Gardening Magazine

Plant of the Week: Sasa Tsuboiana

By Davis Landscape Architecture @DavisLandArch

Sasa tsuboiana (06/01/2013, Kew Gardens, London)

Sasa tsuboiana (06/01/2013, Kew Gardens, London)

Position: Partial shade

Flowering period: N/A

Soil: Moist, well drained

Eventual Height: 1.5m

Eventual Spread: 2m

Hardiness: 6a – 9a

Family: Poaceae

Sasa tsuboiana is a low growing, evergreen, moderately spreading bamboo with a dense habit. Its glossy mid green leaves are linear with entire margins, up to 25cm long and 4cm broad. Its culms are up to 1.5cm in diameter and usually covered in a light brown culm sheath. Its flowers is a panicle, as with most bamboos the plant will die after flowering. Its fruit. Its roots are rhizomes which aids its slow spread.

Sasa tsuboiana, commonly known as Japanese Bamboo, is native to Japan.

The etymological root of the binomial name Sasa is from the Japanese name for certain dwarf bamboos. Tsuboiana is named after Isuke Tsuboi (1843 – 1925), a bamboo grower of Japan.

The landscape architect may find Sasa tsuboiana useful as a low growing informal hedging bamboo. It is an effective ground cover bamboo and is suitable for woodland planting.

Ecologically, Sasa tsuboiana is of little wildlife value in the UK.

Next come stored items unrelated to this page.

//! Per-kind message counters.

use std::sync::Arc;

use async_trait::async_trait;
use dashmap::DashMap;
use tracing::debug;

use crate::message::{Direction, Message, MessageKind};
use crate::pipeline::ParallelHandler;

/// Counts messages that made it through the sequential phase.
/// Clones share the counters.
#[derive(Debug, Clone, Default)]
pub struct MessageStats {
    counts: Arc<DashMap<(MessageKind, Direction), u64>>,
}

impl MessageStats {
    pub fn new() -> Self {
        Self::default()
    }

    pub fn count(&self, kind: MessageKind, direction: Direction) -> u64 {
        self.counts
            .get(&(kind, direction))
            .map(|c| *c)
            .unwrap_or(0)
    }

    pub fn total(&self) -> u64 {
        self.counts.iter().map(|entry| *entry.value()).sum()
    }

    /// `KIND/DIRECTION=n` pairs sorted for stable output.
    pub fn summary(&self) -> String {
        let mut parts: Vec<String> = self
            .counts
            .iter()
            .map(|entry| {
                let (kind, direction) = entry.key();
                format!("{}/{}={}", kind, direction, entry.value())
            })
            .collect();
        parts.sort();
        parts.join(" ")
    }
}

#[async_trait]
impl ParallelHandler for MessageStats {
    fn name(&self) -> &'static str {
        "stats"
    }

    async fn handle(&self, msg: Arc<Message>) -> anyhow::Result<()> {
        let mut count = self.counts.entry((msg.kind, msg.direction)).or_insert(0);
        *count += 1;
        debug!(kind = %msg.kind, direction = %msg.direction, count = *count, "Message counted");
        Ok(())
    }
}
//! One structured log line per accepted message.

use std::sync::Arc;

use async_trait::async_trait;
use tracing::info;

use crate::message::Message;
use crate::pipeline::{Flow, SequentialHandler};

/// Never stops the pipeline. Phone numbers in the output are masked by the
/// redacting log writer.
pub struct AuditLog;

#[async_trait]
impl SequentialHandler for AuditLog {
    fn name(&self) -> &'static str {
        "audit"
    }

    async fn handle(&self, msg: &Arc<Message>) -> Flow {
        info!(
            message_id = %msg.id,
            kind = %msg.kind,
            direction = %msg.direction,
            from = %msg.sender_key,
            to = %msg.recipient_key,
            group = msg.is_group,
            content = %msg.content,
            "Message"
        );
        Flow::Continue
    }
}
//! Phone-number masking for log output.
//!
//! Any run of 10 or more ASCII digits keeps its first 6 digits and the rest
//! is replaced with [`MASK`]. This is a best-effort filter: long digit runs
//! that are not identities (order numbers, epoch millis) get masked too, and
//! identities shorter than 10 digits pass through untouched.

use std::borrow::Cow;
use std::io::{self, Write};
use std::sync::LazyLock;

use regex::{Captures, Regex};
use tracing::{Level, Metadata};
use tracing_subscriber::fmt::MakeWriter;

/// Replacement for the hidden tail of a digit run.
pub const MASK: &str = "****";

const VISIBLE_DIGITS: usize = 6;

static DIGIT_RUN: LazyLock<Regex> =
    LazyLock::new(|| Regex::new(r"[0-9]{10,}").expect("failed to compile digit-run regex"));

/// Mask long digit runs in `text`. Borrows when nothing matched.
pub fn redact(text: &str) -> Cow<'_, str> {
    DIGIT_RUN.replace_all(text, |caps: &Captures<'_>| {
        let run = &caps[0];
        format!("{}{}", &run[..VISIBLE_DIGITS], MASK)
    })
}

/// [`MakeWriter`] that redacts INFO, WARN and ERROR lines.
///
/// DEBUG and TRACE go through unchanged so local troubleshooting still
/// sees full identities.
#[derive(Debug, Clone)]
pub struct RedactingMakeWriter<M> {
    inner: M,
}

impl<M> RedactingMakeWriter<M> {
    pub fn new(inner: M) -> Self {
        Self { inner }
    }
}

impl<'a, M> MakeWriter<'a> for RedactingMakeWriter<M>
where
    M: MakeWriter<'a>,
{
    type Writer = RedactingWriter<M::Writer>;

    fn make_writer(&'a self) -> Self::Writer {
        RedactingWriter {
            inner: self.inner.make_writer(),
            redact: true,
        }
    }

    fn make_writer_for(&'a self, meta: &Metadata<'_>) -> Self::Writer {
        RedactingWriter {
            inner: self.inner.make_writer_for(meta),
            redact: *meta.level() <= Level::INFO,
        }
    }
}

/// Writer produced by [`RedactingMakeWriter`].
///
/// The fmt layer hands over each formatted event in a single write, so a
/// digit run is never split across calls.
pub struct RedactingWriter<W> {
    inner: W,
    redact: bool,
}

impl<W: Write> Write for RedactingWriter<W> {
    fn write(&mut self, buf: &[u8]) -> io::Result<usize> {
        if !self.redact {
            return self.inner.write(buf);
        }

        match std::str::from_utf8(buf) {
            Ok(text) => {
                self.inner.write_all(redact(text).as_bytes())?;
                Ok(buf.len())
            }
            Err(_) => self.inner.write(buf),
        }
    }

    fn flush(&mut self) -> io::Result<()> {
        self.inner.flush()
    }
}
//! Configuration for the overlay.

use crate::canvas::Rgb;
use crate::error::ConfigError;
use crate::feed::FeedMode;
use crate::lane::AllocatorSettings;
use serde::{Deserialize, Serialize};
use std::time::Duration;

/// Scroll speed presets.
#[derive(Debug, Clone, Copy, PartialEq, Default, Serialize, Deserialize)]
#[serde(rename_all = "snake_case")]
pub enum ScrollSpeed {
    /// 120 units per second.
    Slow,
    /// 180 units per second: a 100 px comment crosses an 800 px player in 5 s.
    #[default]
    Medium,
    /// 270 units per second.
    Fast,
    /// Explicit units per second.
    Custom(f64),
}

impl ScrollSpeed {
    /// Resolve to surface units per second.
    pub const fn pixels_per_second(self) -> f64 {
        match self {
            Self::Slow => 120.0,
            Self::Medium => 180.0,
            Self::Fast => 270.0,
            Self::Custom(speed) => speed,
        }
    }
}

/// Configuration for an [`Overlay`](crate::Overlay).
#[derive(Debug, Clone, PartialEq, Serialize, Deserialize)]
#[serde(default)]
pub struct DanmakuConfig {
    /// Height of one lane in surface units.
    pub item_height: f64,
    /// Scroll speed.
    pub speed: ScrollSpeed,
    /// Display duration of top/bottom comments, in seconds.
    pub fixed_duration: f64,
    /// Minimum gap between consecutive comments in a scroll lane.
    pub lane_gap: f64,
    /// Start in unlimited mode.
    pub unlimited: bool,
    /// Start with the overlay visible.
    pub show: bool,
    /// Initial opacity, `0.0..=1.0`.
    pub opacity: f32,
    /// Border colour applied to comments sent through the live path.
    pub border_color: Rgb,
    /// Ingestion policy.
    pub mode: FeedMode,
    /// Heartbeat interval in milliseconds.
    pub frame_interval_ms: u64,
}

impl Default for DanmakuConfig {
    fn default() -> Self {
        Self {
            item_height: 30.0,
            speed: ScrollSpeed::Medium,
            fixed_duration: 4.0,
            lane_gap: 10.0,
            unlimited: false,
            show: true,
            opacity: 0.7,
            border_color: Rgb::new(0xb7, 0xda, 0xff),
            mode: FeedMode::Live,
            frame_interval_ms: 16,
        }
    }
}

impl DanmakuConfig {
    /// Parse a JSON document; absent keys take their defaults.
    pub fn from_json_str(json: &str) -> Result<Self, ConfigError> {
        let config: Self = serde_json::from_str(json)?;
        config.validate()?;
        Ok(config)
    }

    /// Check every field for values the scheduler cannot work with.
    pub fn validate(&self) -> Result<(), ConfigError> {
        if !(self.item_height.is_finite() && self.item_height > 0.0) {
            return Err(ConfigError::InvalidItemHeight(self.item_height));
        }
        let speed = self.speed.pixels_per_second();
        if !(speed.is_finite() && speed > 0.0) {
            return Err(ConfigError::InvalidSpeed(speed));
        }
        if !(self.fixed_duration.is_finite() && self.fixed_duration > 0.0) {
            return Err(ConfigError::InvalidFixedDuration(self.fixed_duration));
        }
        if !(self.lane_gap.is_finite() && self.lane_gap >= 0.0) {
            return Err(ConfigError::InvalidLaneGap(self.lane_gap));
        }
        if !(0.0..=1.0).contains(&self.opacity) {
            return Err(ConfigError::InvalidOpacity(self.opacity));
        }
        if self.frame_interval_ms == 0 {
            return Err(ConfigError::ZeroFrameInterval);
        }
        Ok(())
    }

    /// Heartbeat interval.
    pub const fn frame_interval(&self) -> Duration {
        Duration::from_millis(self.frame_interval_ms)
    }

    /// Allocator settings derived from this configuration.
    pub const fn allocator_settings(&self) -> AllocatorSettings {
        AllocatorSettings {
            speed: self.speed.pixels_per_second(),
            fixed_duration: self.fixed_duration,
            lane_gap: self.lane_gap,
            unlimited: self.unlimited,
        }
    }
}

#[cfg(test)]
mod tests {
    use super::*;

    #[test]
    fn test_default_is_valid() {
        assert!(DanmakuConfig::default().validate().is_ok());
    }

    #[test]
    fn test_rejects_bad_values() {
        let bad_height = DanmakuConfig {
            item_height: 0.0,
            ..DanmakuConfig::default()
        };
        assert!(matches!(bad_height.validate(), Err(ConfigError::InvalidItemHeight(_))));

        let bad_speed = DanmakuConfig {
            speed: ScrollSpeed::Custom(f64::NAN),
            ..DanmakuConfig::default()
        };
        assert!(matches!(bad_speed.validate(), Err(ConfigError::InvalidSpeed(_))));

        let bad_gap = DanmakuConfig {
            lane_gap: -1.0,
            ..DanmakuConfig::default()
        };
        assert!(matches!(bad_gap.validate(), Err(ConfigError::InvalidLaneGap(_))));

        let bad_opacity = DanmakuConfig {
            opacity: 1.5,
            ..DanmakuConfig::default()
        };
        assert!(matches!(bad_opacity.validate(), Err(ConfigError::InvalidOpacity(_))));

        let bad_interval = DanmakuConfig {
            frame_interval_ms: 0,
            ..DanmakuConfig::default()
        };
        assert!(matches!(bad_interval.validate(), Err(ConfigError::ZeroFrameInterval)));
    }

    #[test]
    fn test_from_json_partial() {
        let config = DanmakuConfig::from_json_str(
            r#"{"item_height": 1, "speed": {"custom": 12.5}, "mode": "timestamped", "unlimited": true}"#,
        )
        .unwrap();
        assert!((config.item_height - 1.0).abs() < f64::EPSILON);
        assert!((config.speed.pixels_per_second() - 12.5).abs() < f64::EPSILON);
        assert_eq!(config.mode, FeedMode::Timestamped);
        assert!(config.unlimited);
        assert!((config.opacity - 0.7).abs() < f32::EPSILON);
    }

    #[test]
    fn test_from_json_rejects_garbage() {
        assert!(matches!(
            DanmakuConfig::from_json_str("{not json"),
            Err(ConfigError::Parse(_))
        ));
        assert!(matches!(
            DanmakuConfig::from_json_str(r#"{"opacity": 2.0}"#),
            Err(ConfigError::InvalidOpacity(_))
        ));
    }

    #[test]
    fn test_presets() {
        assert!(ScrollSpeed::Slow.pixels_per_second() < ScrollSpeed::Medium.pixels_per_second());
        assert!(ScrollSpeed::Fast.pixels_per_second() > ScrollSpeed::Medium.pixels_per_second());
    }
}
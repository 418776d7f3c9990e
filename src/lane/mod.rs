//! Lanes: Occupancy tracking and the allocation policy.
//!
//! A lane is identified by `(direction, index)` and stored densely per
//! direction. Each lane keeps the [`Flight`] of every item sharing it,
//! in assignment order, so that positions can be computed analytically
//! instead of being read back from a renderer.

mod allocator;
mod flight;
#[allow(clippy::module_inception)]
mod lane;

pub use allocator::{AllocatorSettings, Assignment, LaneAllocator};
pub use flight::{Flight, ItemId};
pub use lane::{Direction, Lane, LaneSet};
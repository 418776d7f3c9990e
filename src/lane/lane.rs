//! Lane storage: dense per-direction arrays of occupant queues.

use super::flight::{Flight, ItemId};
use crate::comment::CommentKind;
use std::collections::VecDeque;

/// Which family of lanes an item occupies.
#[derive(Clone, Copy, PartialEq, Eq, Hash, Debug)]
pub enum Direction {
    /// Scrolling right-to-left lanes.
    Right,
    /// Fixed lanes counted from the top edge.
    Top,
    /// Fixed lanes counted from the bottom edge.
    Bottom,
}

impl Direction {
    /// All directions, in storage order.
    pub const ALL: [Self; 3] = [Self::Right, Self::Top, Self::Bottom];

    /// Direction for a comment kind; `None` for unrecognized kinds.
    pub const fn of(kind: &CommentKind) -> Option<Self> {
        match kind {
            CommentKind::ScrollRight => Some(Self::Right),
            CommentKind::Top => Some(Self::Top),
            CommentKind::Bottom => Some(Self::Bottom),
            CommentKind::Unrecognized(_) => None,
        }
    }

    const fn slot(self) -> usize {
        match self {
            Self::Right => 0,
            Self::Top => 1,
            Self::Bottom => 2,
        }
    }
}

/// One lane: the items currently sharing it, in assignment order.
#[derive(Clone, Debug)]
pub struct Lane {
    direction: Direction,
    index: usize,
    queue: VecDeque<Flight>,
}

impl Lane {
    /// Create an empty lane.
    pub const fn new(direction: Direction, index: usize) -> Self {
        Self {
            direction,
            index,
            queue: VecDeque::new(),
        }
    }

    /// The lane's direction.
    #[inline]
    pub const fn direction(&self) -> Direction {
        self.direction
    }

    /// The lane's index within its direction.
    #[inline]
    pub const fn index(&self) -> usize {
        self.index
    }

    /// Check if no item occupies the lane.
    #[inline]
    pub fn is_empty(&self) -> bool {
        self.queue.is_empty()
    }

    /// Number of items sharing the lane.
    #[inline]
    pub fn len(&self) -> usize {
        self.queue.len()
    }

    /// The most recently assigned occupant.
    #[inline]
    pub fn last(&self) -> Option<&Flight> {
        self.queue.back()
    }

    /// Occupants in assignment order.
    pub fn occupants(&self) -> impl Iterator<Item = &Flight> {
        self.queue.iter()
    }

    /// Append an occupant.
    pub fn push(&mut self, flight: Flight) {
        self.queue.push_back(flight);
    }

    /// Remove the head-most occupant with the given id.
    ///
    /// Returns `false` if the id is not in the lane.
    pub fn release(&mut self, id: ItemId) -> bool {
        match self.queue.iter().position(|f| f.id == id) {
            Some(at) => {
                self.queue.remove(at);
                true
            }
            None => false,
        }
    }
}

/// All lanes, one dense array per direction, grown on demand.
#[derive(Clone, Debug, Default)]
pub struct LaneSet {
    lanes: [Vec<Lane>; 3],
}

impl LaneSet {
    /// Create an empty set.
    pub fn new() -> Self {
        Self::default()
    }

    /// Lanes of one direction.
    #[inline]
    pub fn lanes(&self, direction: Direction) -> &[Lane] {
        &self.lanes[direction.slot()]
    }

    /// Get a lane, if it has ever been touched.
    #[inline]
    pub fn get(&self, direction: Direction, index: usize) -> Option<&Lane> {
        self.lanes[direction.slot()].get(index)
    }

    /// Check whether a lane has no occupants. Untouched lanes are empty.
    #[inline]
    pub fn is_free(&self, direction: Direction, index: usize) -> bool {
        self.get(direction, index).is_none_or(Lane::is_empty)
    }

    /// Get a lane, growing the array so that `index` exists.
    pub fn ensure(&mut self, direction: Direction, index: usize) -> &mut Lane {
        let lanes = &mut self.lanes[direction.slot()];
        while lanes.len() <= index {
            let next = lanes.len();
            lanes.push(Lane::new(direction, next));
        }
        &mut lanes[index]
    }

    /// Remove an item from a lane. Returns `false` if it was not there.
    pub fn release(&mut self, direction: Direction, index: usize, id: ItemId) -> bool {
        self.lanes[direction.slot()]
            .get_mut(index)
            .is_some_and(|lane| lane.release(id))
    }

    /// Number of items in all lanes of a direction.
    pub fn occupancy(&self, direction: Direction) -> usize {
        self.lanes(direction).iter().map(Lane::len).sum()
    }

    /// Empty every lane in every direction.
    pub fn clear(&mut self) {
        for lanes in &mut self.lanes {
            lanes.clear();
        }
    }
}
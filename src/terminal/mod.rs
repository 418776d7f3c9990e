//! Terminal: Presenting a painted canvas on a real terminal.
//!
//! [`TerminalSession`] owns raw mode and the alternate screen for as long
//! as it lives and restores both on drop. [`OutputBuffer`] turns a
//! [`Canvas`] into one buffered write per frame.

mod output;

pub use output::OutputBuffer;

use crate::canvas::Canvas;
use crossterm::{
    cursor, execute,
    terminal::{self, EnterAlternateScreen, LeaveAlternateScreen},
};
use std::io::{self, Write};

/// Options for entering a terminal session.
#[derive(Debug, Clone, Copy)]
pub struct SessionConfig {
    /// Whether to use the alternate screen buffer.
    pub alternate_screen: bool,
}

impl Default for SessionConfig {
    fn default() -> Self {
        Self {
            alternate_screen: true,
        }
    }
}

/// RAII guard around a raw-mode terminal.
pub struct TerminalSession {
    config: SessionConfig,
    output: OutputBuffer,
    stdout: io::Stdout,
}

impl TerminalSession {
    /// Enter raw mode with default options.
    ///
    /// # Errors
    ///
    /// Returns an error if terminal setup fails.
    pub fn enter() -> io::Result<Self> {
        Self::with_config(SessionConfig::default())
    }

    /// Enter raw mode.
    ///
    /// # Errors
    ///
    /// Returns an error if terminal setup fails.
    pub fn with_config(config: SessionConfig) -> io::Result<Self> {
        terminal::enable_raw_mode()?;

        let mut stdout = io::stdout();
        if config.alternate_screen {
            execute!(stdout, EnterAlternateScreen)?;
        }
        execute!(stdout, cursor::Hide)?;

        Ok(Self {
            config,
            output: OutputBuffer::new(),
            stdout,
        })
    }

    /// Current terminal size in columns and rows.
    ///
    /// # Errors
    ///
    /// Returns an error if the size cannot be queried.
    pub fn size(&self) -> io::Result<(u16, u16)> {
        terminal::size()
    }

    /// Draw a full frame.
    ///
    /// # Errors
    ///
    /// Returns an error if writing to the terminal fails.
    pub fn present(&mut self, canvas: &Canvas) -> io::Result<()> {
        self.output.present(canvas);
        let mut lock = self.stdout.lock();
        self.output.flush_to(&mut lock)
    }

    /// Blank the screen.
    ///
    /// # Errors
    ///
    /// Returns an error if writing to the terminal fails.
    pub fn clear(&mut self) -> io::Result<()> {
        self.output.clear();
        self.output.reset_attrs();
        self.output.clear_screen();
        let mut lock = self.stdout.lock();
        self.output.flush_to(&mut lock)
    }
}

impl Drop for TerminalSession {
    fn drop(&mut self) {
        // Restore terminal state
        let _ = self.stdout.write_all(b"\x1b[0m");
        let _ = execute!(self.stdout, cursor::Show);
        if self.config.alternate_screen {
            let _ = execute!(self.stdout, LeaveAlternateScreen);
        }
        let _ = terminal::disable_raw_mode();
    }
}

impl std::fmt::Debug for TerminalSession {
    fn fmt(&self, f: &mut std::fmt::Formatter<'_>) -> std::fmt::Result {
        f.debug_struct("TerminalSession")
            .field("config", &self.config)
            .field("buffered", &self.output.len())
            .finish_non_exhaustive()
    }
}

Sasa tsuboiana Leaf (06/01/2013, Kew Gardens, London)

Sasa tsuboiana Leaf (06/01/2013, Kew Gardens, London)

Sasa tsuboiana prefers moist, fertile, humus rich, well-drained soils. It tolerates most pH of soil.

Sasa tsuboiana requires little maintenance. A root barrier may be installed to prevent the excessive spread in compact locations.